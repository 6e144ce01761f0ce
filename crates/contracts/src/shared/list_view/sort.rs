//! Сортировка списка по полю

use super::record::{FieldValue, Record};
use std::cmp::Ordering;

#[derive(Debug, Clone, Copy, PartialEq, Eq, Default)]
pub enum SortDirection {
    #[default]
    Ascending,
    Descending,
}

impl SortDirection {
    pub fn toggled(self) -> Self {
        match self {
            Self::Ascending => Self::Descending,
            Self::Descending => Self::Ascending,
        }
    }

    pub fn is_ascending(self) -> bool {
        matches!(self, Self::Ascending)
    }
}

fn kind_rank(value: &FieldValue) -> u8 {
    match value {
        FieldValue::Bool(_) => 0,
        FieldValue::Number(_) => 1,
        FieldValue::Date(_) => 2,
        FieldValue::Text(_) => 3,
    }
}

fn compare_values(a: &FieldValue, b: &FieldValue) -> Ordering {
    match (a, b) {
        (FieldValue::Text(x), FieldValue::Text(y)) => x.to_lowercase().cmp(&y.to_lowercase()),
        (FieldValue::Number(x), FieldValue::Number(y)) => x.total_cmp(y),
        (FieldValue::Date(x), FieldValue::Date(y)) => x.cmp(y),
        (FieldValue::Bool(x), FieldValue::Bool(y)) => x.cmp(y),
        _ => kind_rank(a).cmp(&kind_rank(b)),
    }
}

/// Пустая строка приводится к отсутствующему значению
fn non_blank(value: Option<&FieldValue>) -> Option<&FieldValue> {
    value.filter(|v| !matches!(v, FieldValue::Text(s) if s.is_empty()))
}

/// Сравнивает две записи по указанному полю.
///
/// Отсутствующее значение равно пустой строке и меньше любого другого
/// значения; `Descending` просто меняет знак результата.
pub fn compare(a: &Record, b: &Record, sort_key: &str, direction: SortDirection) -> Ordering {
    let x = a.get(sort_key);
    let y = b.get(sort_key);
    let ascending = match (non_blank(x.as_deref()), non_blank(y.as_deref())) {
        (Some(x), Some(y)) => compare_values(x, y),
        (None, Some(_)) => Ordering::Less,
        (Some(_), None) => Ordering::Greater,
        (None, None) => Ordering::Equal,
    };
    match direction {
        SortDirection::Ascending => ascending,
        SortDirection::Descending => ascending.reverse(),
    }
}

/// Сортирует список по указанному полю. Сортировка стабильная: записи с
/// равными ключами сохраняют исходный порядок в обоих направлениях.
pub fn sort_records(items: &mut [&Record], sort_key: &str, direction: SortDirection) {
    items.sort_by(|a, b| compare(a, b, sort_key, direction));
}

#[cfg(test)]
mod tests {
    use super::*;
    use chrono::{TimeZone, Utc};

    fn names(items: &[&Record]) -> Vec<String> {
        items.iter().map(|r| r.display("name")).collect()
    }

    #[test]
    fn test_text_sort_ascending_and_descending_are_reversed() {
        let data = vec![
            Record::new("1").with("name", "Bravo"),
            Record::new("2").with("name", "alpha"),
            Record::new("3").with("name", "Charlie"),
        ];
        let mut items: Vec<&Record> = data.iter().collect();
        sort_records(&mut items, "name", SortDirection::Ascending);
        let asc = names(&items);
        assert_eq!(asc, vec!["alpha", "Bravo", "Charlie"]);

        sort_records(&mut items, "name", SortDirection::Descending);
        let mut desc = names(&items);
        desc.reverse();
        assert_eq!(asc, desc);
    }

    #[test]
    fn test_ties_keep_input_order_in_both_directions() {
        let data = vec![
            Record::new("1").with("status", "active"),
            Record::new("2").with("status", "inactive"),
            Record::new("3").with("status", "active"),
            Record::new("4").with("status", "active"),
        ];
        let mut items: Vec<&Record> = data.iter().collect();
        sort_records(&mut items, "status", SortDirection::Ascending);
        let ids: Vec<&str> = items.iter().map(|r| r.id()).collect();
        assert_eq!(ids, vec!["1", "3", "4", "2"]);

        let mut items: Vec<&Record> = data.iter().collect();
        sort_records(&mut items, "status", SortDirection::Descending);
        let ids: Vec<&str> = items.iter().map(|r| r.id()).collect();
        assert_eq!(ids, vec!["2", "1", "3", "4"]);
    }

    #[test]
    fn test_numbers_compare_numerically() {
        let data = vec![
            Record::new("1").with("cost", 100.0),
            Record::new("2").with("cost", 9.5),
            Record::new("3").with("cost", 20.0),
        ];
        let mut items: Vec<&Record> = data.iter().collect();
        sort_records(&mut items, "cost", SortDirection::Ascending);
        let ids: Vec<&str> = items.iter().map(|r| r.id()).collect();
        assert_eq!(ids, vec!["2", "3", "1"]);
    }

    #[test]
    fn test_dates_compare_chronologically() {
        let early = Utc.with_ymd_and_hms(2023, 1, 1, 0, 0, 0).unwrap();
        let late = Utc.with_ymd_and_hms(2024, 6, 1, 0, 0, 0).unwrap();
        let a = Record::new("a").created(late);
        let b = Record::new("b").created(early);
        assert_eq!(compare(&a, &b, "created_at", SortDirection::Ascending), Ordering::Greater);
        assert_eq!(compare(&a, &b, "created_at", SortDirection::Descending), Ordering::Less);
    }

    #[test]
    fn test_missing_values_sort_as_minimal() {
        let data = vec![
            Record::new("1").with("name", "Bravo"),
            Record::new("2"),
            Record::new("3").with("name", "Alpha"),
        ];
        let mut items: Vec<&Record> = data.iter().collect();
        sort_records(&mut items, "name", SortDirection::Ascending);
        assert_eq!(items[0].id(), "2");

        sort_records(&mut items, "name", SortDirection::Descending);
        assert_eq!(items[2].id(), "2");
    }

    #[test]
    fn test_absent_ties_with_empty_text() {
        let data = vec![
            Record::new("1").with("name", "Alpha"),
            Record::new("2").with("name", ""),
            Record::new("3"),
            Record::new("4").with("name", ""),
        ];
        assert_eq!(compare(&data[1], &data[2], "name", SortDirection::Ascending), Ordering::Equal);

        let mut items: Vec<&Record> = data.iter().collect();
        sort_records(&mut items, "name", SortDirection::Ascending);
        let ids: Vec<&str> = items.iter().map(|r| r.id()).collect();
        assert_eq!(ids, vec!["2", "3", "4", "1"]);

        sort_records(&mut items, "name", SortDirection::Descending);
        let ids: Vec<&str> = items.iter().map(|r| r.id()).collect();
        assert_eq!(ids, vec!["1", "2", "3", "4"]);
    }

    #[test]
    fn test_absent_number_sorts_below_numbers() {
        let data = vec![Record::new("1").with("cost", -5.0), Record::new("2")];
        assert_eq!(compare(&data[1], &data[0], "cost", SortDirection::Ascending), Ordering::Less);
    }

    #[test]
    fn test_direction_toggle() {
        assert_eq!(SortDirection::Ascending.toggled(), SortDirection::Descending);
        assert_eq!(SortDirection::Descending.toggled(), SortDirection::Ascending);
    }
}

### Exercise prompt
Write out every record above, word for word.

### Exercise output
repository 6e144ce01761f0ce
filename crates/contracts/src/shared/list_view/sort.rs
//! Сортировка списка по полю

use super::record::{FieldValue, Record};
use std::cmp::Ordering;

#[derive(Debug, Clone, Copy, PartialEq, Eq, Default)]
pub enum SortDirection {
    #[default]
    Ascending,
    Descending,
}

impl SortDirection {
    pub fn toggled(self) -> Self {
        match self {
            Self::Ascending => Self::Descending,
            Self::Descending => Self::Ascending,
        }
    }

    pub fn is_ascending(self) -> bool {
        matches!(self, Self::Ascending)
    }
}

fn kind_rank(value: &FieldValue) -> u8 {
    match value {
        FieldValue::Bool(_) => 0,
        FieldValue::Number(_) => 1,
        FieldValue::Date(_) => 2,
        FieldValue::Text(_) => 3,
    }
}

fn compare_values(a: &FieldValue, b: &FieldValue) -> Ordering {
    match (a, b) {
        (FieldValue::Text(x), FieldValue::Text(y)) => x.to_lowercase().cmp(&y.to_lowercase()),
        (FieldValue::Number(x), FieldValue::Number(y)) => x.total_cmp(y),
        (FieldValue::Date(x), FieldValue::Date(y)) => x.cmp(y),
        (FieldValue::Bool(x), FieldValue::Bool(y)) => x.cmp(y),
        _ => kind_rank(a).cmp(&kind_rank(b)),
    }
}

/// Пустая строка приводится к отсутствующему значению
fn non_blank(value: Option<&FieldValue>) -> Option<&FieldValue> {
    value.filter(|v| !matches!(v, FieldValue::Text(s) if s.is_empty()))
}

/// Сравнивает две записи по указанному полю.
///
/// Отсутствующее значение равно пустой строке и меньше любого другого
/// значения; `Descending` просто меняет знак результата.
pub fn compare(a: &Record, b: &Record, sort_key: &str, direction: SortDirection) -> Ordering {
    let x = a.get(sort_key);
    let y = b.get(sort_key);
    let ascending = match (non_blank(x.as_deref()), non_blank(y.as_deref())) {
        (Some(x), Some(y)) => compare_values(x, y),
        (None, Some(_)) => Ordering::Less,
        (Some(_), None) => Ordering::Greater,
        (None, None) => Ordering::Equal,
    };
    match direction {
        SortDirection::Ascending => ascending,
        SortDirection::Descending => ascending.reverse(),
    }
}

/// Сортирует список по указанному полю. Сортировка стабильная: записи с
/// равными ключами сохраняют исходный порядок в обоих направлениях.
pub fn sort_records(items: &mut [&Record], sort_key: &str, direction: SortDirection) {
    items.sort_by(|a, b| compare(a, b, sort_key, direction));
}

#[cfg(test)]
mod tests {
    use super::*;
    use chrono::{TimeZone, Utc};

    fn names(items: &[&Record]) -> Vec<String> {
        items.iter().map(|r| r.display("name")).collect()
    }

    #[test]
    fn test_text_sort_ascending_and_descending_are_reversed() {
        let data = vec![
            Record::new("1").with("name", "Bravo"),
            Record::new("2").with("name", "alpha"),
            Record::new("3").with("name", "Charlie"),
        ];
        let mut items: Vec<&Record> = data.iter().collect();
        sort_records(&mut items, "name", SortDirection::Ascending);
        let asc = names(&items);
        assert_eq!(asc, vec!["alpha", "Bravo", "Charlie"]);

        sort_records(&mut items, "name", SortDirection::Descending);
        let mut desc = names(&items);
        desc.reverse();
        assert_eq!(asc, desc);
    }

    #[test]
    fn test_ties_keep_input_order_in_both_directions() {
        let data = vec![
            Record::new("1").with("status", "active"),
            Record::new("2").with("status", "inactive"),
            Record::new("3").with("status", "active"),
            Record::new("4").with("status", "active"),
        ];
        let mut items: Vec<&Record> = data.iter().collect();
        sort_records(&mut items, "status", SortDirection::Ascending);
        let ids: Vec<&str> = items.iter().map(|r| r.id()).collect();
        assert_eq!(ids, vec!["1", "3", "4", "2"]);

        let mut items: Vec<&Record> = data.iter().collect();
        sort_records(&mut items, "status", SortDirection::Descending);
        let ids: Vec<&str> = items.iter().map(|r| r.id()).collect();
        assert_eq!(ids, vec!["2", "1", "3", "4"]);
    }

    #[test]
    fn test_numbers_compare_numerically() {
        let data = vec![
            Record::new("1").with("cost", 100.0),
            Record::new("2").with("cost", 9.5),
            Record::new("3").with("cost", 20.0),
        ];
        let mut items: Vec<&Record> = data.iter().collect();
        sort_records(&mut items, "cost", SortDirection::Ascending);
        let ids: Vec<&str> = items.iter().map(|r| r.id()).collect();
        assert_eq!(ids, vec!["2", "3", "1"]);
    }

    #[test]
    fn test_dates_compare_chronologically() {
        let early = Utc.with_ymd_and_hms(2023, 1, 1, 0, 0, 0).unwrap();
        let late = Utc.with_ymd_and_hms(2024, 6, 1, 0, 0, 0).unwrap();
        let a = Record::new("a").created(late);
        let b = Record::new("b").created(early);
        assert_eq!(compare(&a, &b, "created_at", SortDirection::Ascending), Ordering::Greater);
        assert_eq!(compare(&a, &b, "created_at", SortDirection::Descending), Ordering::Less);
    }

    #[test]
    fn test_missing_values_sort_as_minimal() {
        let data = vec![
            Record::new("1").with("name", "Bravo"),
            Record::new("2"),
            Record::new("3").with("name", "Alpha"),
        ];
        let mut items: Vec<&Record> = data.iter().collect();
        sort_records(&mut items, "name", SortDirection::Ascending);
        assert_eq!(items[0].id(), "2");

        sort_records(&mut items, "name", SortDirection::Descending);
        assert_eq!(items[2].id(), "2");
    }

    #[test]
    fn test_absent_ties_with_empty_text() {
        let data = vec![
            Record::new("1").with("name", "Alpha"),
            Record::new("2").with("name", ""),
            Record::new("3"),
            Record::new("4").with("name", ""),
        ];
        assert_eq!(compare(&data[1], &data[2], "name", SortDirection::Ascending), Ordering::Equal);

        let mut items: Vec<&Record> = data.iter().collect();
        sort_records(&mut items, "name", SortDirection::Ascending);
        let ids: Vec<&str> = items.iter().map(|r| r.id()).collect();
        assert_eq!(ids, vec!["2", "3", "4", "1"]);

        sort_records(&mut items, "name", SortDirection::Descending);
        let ids: Vec<&str> = items.iter().map(|r| r.id()).collect();
        assert_eq!(ids, vec!["1", "2", "3", "4"]);
    }

    #[test]
    fn test_absent_number_sorts_below_numbers() {
        let data = vec![Record::new("1").with("cost", -5.0), Record::new("2")];
        assert_eq!(compare(&data[1], &data[0], "cost", SortDirection::Ascending), Ordering::Less);
    }

    #[test]
    fn test_direction_toggle() {
        assert_eq!(SortDirection::Ascending.toggled(), SortDirection::Descending);
        assert_eq!(SortDirection::Descending.toggled(), SortDirection::Ascending);
    }
}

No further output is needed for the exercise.